Km zero: la salute ignorata dalle multinazionali

Km zero:  la salute ignorata dalle multinazionali

km zero

km zero

Assumere cibo a km zero conserva meglio la salute o aiuta a recuperla ed è un comportamento consapevole che rispetta l’ambiente. Gli alimenti a km zero sono quelli che non provengono dai siti industriali, ma dalle campagne vicine a  chi mangia, come si usava una volta nella produzione del cibo. Quando un alimento è coltivato a km zero è più ricco di nutrimento e esente da tossine industriali necessarie per la conservazione, colorazione, correzione del gusto e per l’esaltazione di effetti sistemici. I dati sulla effettiva diffusione di cibo a km zero sono sconfortanti e altrettanto l’obiettivo salute implicato.

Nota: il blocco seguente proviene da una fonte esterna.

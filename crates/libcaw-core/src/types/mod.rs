pub mod ids;
pub mod edit;
pub mod project;

pub use ids::{generate_session_id, SessionId};
pub use edit::{DiffBlock, EditBlock, LineRange};
pub use project::{ChangeSet, PeerReport, Project};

Si osserva la dominanza di un  superiore interesse a produrre una società di malati per poi poterli successivamente curare. Il  gruppo di Colin Khoury dell’International Center for Tropical Agriculture americano ha descritto  sulla rivista Proceedings of the Royal Society B.   che  in media in ogni paese del pianeta più di due terzi delle derrate alimentari usate e coltivate è originaria in realtà di altre aree geografiche, spesso molto lontane.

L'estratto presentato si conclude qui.